Provided information
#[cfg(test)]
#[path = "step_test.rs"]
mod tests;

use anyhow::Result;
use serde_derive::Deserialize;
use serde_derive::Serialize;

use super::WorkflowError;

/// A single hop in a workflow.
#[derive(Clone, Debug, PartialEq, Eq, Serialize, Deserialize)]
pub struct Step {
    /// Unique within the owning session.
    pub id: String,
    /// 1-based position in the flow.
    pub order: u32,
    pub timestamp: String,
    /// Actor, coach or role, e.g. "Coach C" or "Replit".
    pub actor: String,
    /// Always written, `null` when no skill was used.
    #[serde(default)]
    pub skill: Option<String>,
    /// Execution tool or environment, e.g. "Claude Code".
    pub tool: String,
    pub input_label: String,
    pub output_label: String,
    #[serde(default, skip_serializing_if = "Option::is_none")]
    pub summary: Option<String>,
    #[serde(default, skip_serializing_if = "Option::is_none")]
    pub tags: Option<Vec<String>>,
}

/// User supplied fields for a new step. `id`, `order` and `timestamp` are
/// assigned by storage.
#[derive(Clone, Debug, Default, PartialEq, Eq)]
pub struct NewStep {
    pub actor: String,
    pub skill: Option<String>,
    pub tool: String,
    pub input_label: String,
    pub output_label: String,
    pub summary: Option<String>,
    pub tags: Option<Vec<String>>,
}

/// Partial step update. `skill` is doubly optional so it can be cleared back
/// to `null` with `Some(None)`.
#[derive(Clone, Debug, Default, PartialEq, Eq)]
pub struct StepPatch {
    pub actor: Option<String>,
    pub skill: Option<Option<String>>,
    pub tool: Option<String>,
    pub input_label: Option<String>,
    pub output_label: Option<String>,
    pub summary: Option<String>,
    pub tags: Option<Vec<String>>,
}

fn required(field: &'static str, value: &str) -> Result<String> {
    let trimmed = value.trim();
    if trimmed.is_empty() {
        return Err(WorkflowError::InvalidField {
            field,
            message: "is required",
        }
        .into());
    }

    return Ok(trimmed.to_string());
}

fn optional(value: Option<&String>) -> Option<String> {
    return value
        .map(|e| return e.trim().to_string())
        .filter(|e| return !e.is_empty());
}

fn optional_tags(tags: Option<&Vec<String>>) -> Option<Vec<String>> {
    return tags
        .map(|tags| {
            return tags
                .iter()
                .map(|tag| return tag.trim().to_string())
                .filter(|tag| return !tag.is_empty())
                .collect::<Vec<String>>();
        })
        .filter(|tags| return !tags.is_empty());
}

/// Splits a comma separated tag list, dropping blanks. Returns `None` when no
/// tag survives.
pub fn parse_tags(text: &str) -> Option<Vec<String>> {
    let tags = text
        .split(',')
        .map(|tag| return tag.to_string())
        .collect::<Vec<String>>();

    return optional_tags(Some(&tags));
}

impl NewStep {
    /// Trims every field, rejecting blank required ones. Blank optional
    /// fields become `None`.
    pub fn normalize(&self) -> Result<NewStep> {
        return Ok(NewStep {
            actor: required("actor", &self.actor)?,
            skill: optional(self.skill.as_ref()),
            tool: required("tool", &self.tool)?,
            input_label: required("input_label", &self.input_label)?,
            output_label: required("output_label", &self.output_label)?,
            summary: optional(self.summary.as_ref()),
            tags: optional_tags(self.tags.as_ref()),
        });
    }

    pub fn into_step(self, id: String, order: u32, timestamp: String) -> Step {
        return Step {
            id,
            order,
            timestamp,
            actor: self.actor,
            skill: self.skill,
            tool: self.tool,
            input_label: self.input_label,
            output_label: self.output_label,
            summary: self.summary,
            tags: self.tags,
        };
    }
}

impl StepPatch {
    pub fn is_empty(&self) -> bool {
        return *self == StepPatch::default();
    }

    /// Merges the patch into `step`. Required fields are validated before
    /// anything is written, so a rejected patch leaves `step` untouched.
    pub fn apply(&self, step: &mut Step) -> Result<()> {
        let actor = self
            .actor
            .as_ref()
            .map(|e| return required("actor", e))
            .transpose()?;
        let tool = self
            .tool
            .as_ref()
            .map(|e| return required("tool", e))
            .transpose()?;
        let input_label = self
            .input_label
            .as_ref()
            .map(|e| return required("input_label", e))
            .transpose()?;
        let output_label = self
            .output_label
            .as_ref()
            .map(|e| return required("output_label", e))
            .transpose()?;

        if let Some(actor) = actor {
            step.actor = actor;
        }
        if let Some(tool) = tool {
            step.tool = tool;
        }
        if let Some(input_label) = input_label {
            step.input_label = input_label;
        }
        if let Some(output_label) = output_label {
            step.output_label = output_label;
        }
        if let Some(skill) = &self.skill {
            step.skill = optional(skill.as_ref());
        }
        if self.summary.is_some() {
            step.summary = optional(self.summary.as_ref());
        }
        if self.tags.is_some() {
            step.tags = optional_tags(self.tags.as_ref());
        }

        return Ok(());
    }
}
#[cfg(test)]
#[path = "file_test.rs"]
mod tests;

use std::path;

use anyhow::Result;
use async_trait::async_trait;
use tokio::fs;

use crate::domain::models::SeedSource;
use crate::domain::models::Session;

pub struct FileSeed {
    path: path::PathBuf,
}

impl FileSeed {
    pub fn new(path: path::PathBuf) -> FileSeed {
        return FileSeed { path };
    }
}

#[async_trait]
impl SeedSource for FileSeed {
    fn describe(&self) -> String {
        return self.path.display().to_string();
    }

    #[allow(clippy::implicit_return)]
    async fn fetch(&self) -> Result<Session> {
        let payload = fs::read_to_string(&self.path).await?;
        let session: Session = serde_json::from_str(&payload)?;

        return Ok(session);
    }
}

Exercise goal
An exact copy of all the entries is the required answer.

Finished task
#[cfg(test)]
#[path = "step_test.rs"]
mod tests;

use anyhow::Result;
use serde_derive::Deserialize;
use serde_derive::Serialize;

use super::WorkflowError;

/// A single hop in a workflow.
#[derive(Clone, Debug, PartialEq, Eq, Serialize, Deserialize)]
pub struct Step {
    /// Unique within the owning session.
    pub id: String,
    /// 1-based position in the flow.
    pub order: u32,
    pub timestamp: String,
    /// Actor, coach or role, e.g. "Coach C" or "Replit".
    pub actor: String,
    /// Always written, `null` when no skill was used.
    #[serde(default)]
    pub skill: Option<String>,
    /// Execution tool or environment, e.g. "Claude Code".
    pub tool: String,
    pub input_label: String,
    pub output_label: String,
    #[serde(default, skip_serializing_if = "Option::is_none")]
    pub summary: Option<String>,
    #[serde(default, skip_serializing_if = "Option::is_none")]
    pub tags: Option<Vec<String>>,
}

/// User supplied fields for a new step. `id`, `order` and `timestamp` are
/// assigned by storage.
#[derive(Clone, Debug, Default, PartialEq, Eq)]
pub struct NewStep {
    pub actor: String,
    pub skill: Option<String>,
    pub tool: String,
    pub input_label: String,
    pub output_label: String,
    pub summary: Option<String>,
    pub tags: Option<Vec<String>>,
}

/// Partial step update. `skill` is doubly optional so it can be cleared back
/// to `null` with `Some(None)`.
#[derive(Clone, Debug, Default, PartialEq, Eq)]
pub struct StepPatch {
    pub actor: Option<String>,
    pub skill: Option<Option<String>>,
    pub tool: Option<String>,
    pub input_label: Option<String>,
    pub output_label: Option<String>,
    pub summary: Option<String>,
    pub tags: Option<Vec<String>>,
}

fn required(field: &'static str, value: &str) -> Result<String> {
    let trimmed = value.trim();
    if trimmed.is_empty() {
        return Err(WorkflowError::InvalidField {
            field,
            message: "is required",
        }
        .into());
    }

    return Ok(trimmed.to_string());
}

fn optional(value: Option<&String>) -> Option<String> {
    return value
        .map(|e| return e.trim().to_string())
        .filter(|e| return !e.is_empty());
}

fn optional_tags(tags: Option<&Vec<String>>) -> Option<Vec<String>> {
    return tags
        .map(|tags| {
            return tags
                .iter()
                .map(|tag| return tag.trim().to_string())
                .filter(|tag| return !tag.is_empty())
                .collect::<Vec<String>>();
        })
        .filter(|tags| return !tags.is_empty());
}

/// Splits a comma separated tag list, dropping blanks. Returns `None` when no
/// tag survives.
pub fn parse_tags(text: &str) -> Option<Vec<String>> {
    let tags = text
        .split(',')
        .map(|tag| return tag.to_string())
        .collect::<Vec<String>>();

    return optional_tags(Some(&tags));
}

impl NewStep {
    /// Trims every field, rejecting blank required ones. Blank optional
    /// fields become `None`.
    pub fn normalize(&self) -> Result<NewStep> {
        return Ok(NewStep {
            actor: required("actor", &self.actor)?,
            skill: optional(self.skill.as_ref()),
            tool: required("tool", &self.tool)?,
            input_label: required("input_label", &self.input_label)?,
            output_label: required("output_label", &self.output_label)?,
            summary: optional(self.summary.as_ref()),
            tags: optional_tags(self.tags.as_ref()),
        });
    }

    pub fn into_step(self, id: String, order: u32, timestamp: String) -> Step {
        return Step {
            id,
            order,
            timestamp,
            actor: self.actor,
            skill: self.skill,
            tool: self.tool,
            input_label: self.input_label,
            output_label: self.output_label,
            summary: self.summary,
            tags: self.tags,
        };
    }
}

impl StepPatch {
    pub fn is_empty(&self) -> bool {
        return *self == StepPatch::default();
    }

    /// Merges the patch into `step`. Required fields are validated before
    /// anything is written, so a rejected patch leaves `step` untouched.
    pub fn apply(&self, step: &mut Step) -> Result<()> {
        let actor = self
            .actor
            .as_ref()
            .map(|e| return required("actor", e))
            .transpose()?;
        let tool = self
            .tool
            .as_ref()
            .map(|e| return required("tool", e))
            .transpose()?;
        let input_label = self
            .input_label
            .as_ref()
            .map(|e| return required("input_label", e))
            .transpose()?;
        let output_label = self
            .output_label
            .as_ref()
            .map(|e| return required("output_label", e))
            .transpose()?;

        if let Some(actor) = actor {
            step.actor = actor;
        }
        if let Some(tool) = tool {
            step.tool = tool;
        }
        if let Some(input_label) = input_label {
            step.input_label = input_label;
        }
        if let Some(output_label) = output_label {
            step.output_label = output_label;
        }
        if let Some(skill) = &self.skill {
            step.skill = optional(skill.as_ref());
        }
        if self.summary.is_some() {
            step.summary = optional(self.summary.as_ref());
        }
        if self.tags.is_some() {
            step.tags = optional_tags(self.tags.as_ref());
        }

        return Ok(());
    }
}
#[cfg(test)]
#[path = "file_test.rs"]
mod tests;

use std::path;

use anyhow::Result;
use async_trait::async_trait;
use tokio::fs;

use crate::domain::models::SeedSource;
use crate::domain::models::Session;

pub struct FileSeed {
    path: path::PathBuf,
}

impl FileSeed {
    pub fn new(path: path::PathBuf) -> FileSeed {
        return FileSeed { path };
    }
}

#[async_trait]
impl SeedSource for FileSeed {
    fn describe(&self) -> String {
        return self.path.display().to_string();
    }

    #[allow(clippy::implicit_return)]
    async fn fetch(&self) -> Result<Session> {
        let payload = fs::read_to_string(&self.path).await?;
        let session: Session = serde_json::from_str(&payload)?;

        return Ok(session);
    }
}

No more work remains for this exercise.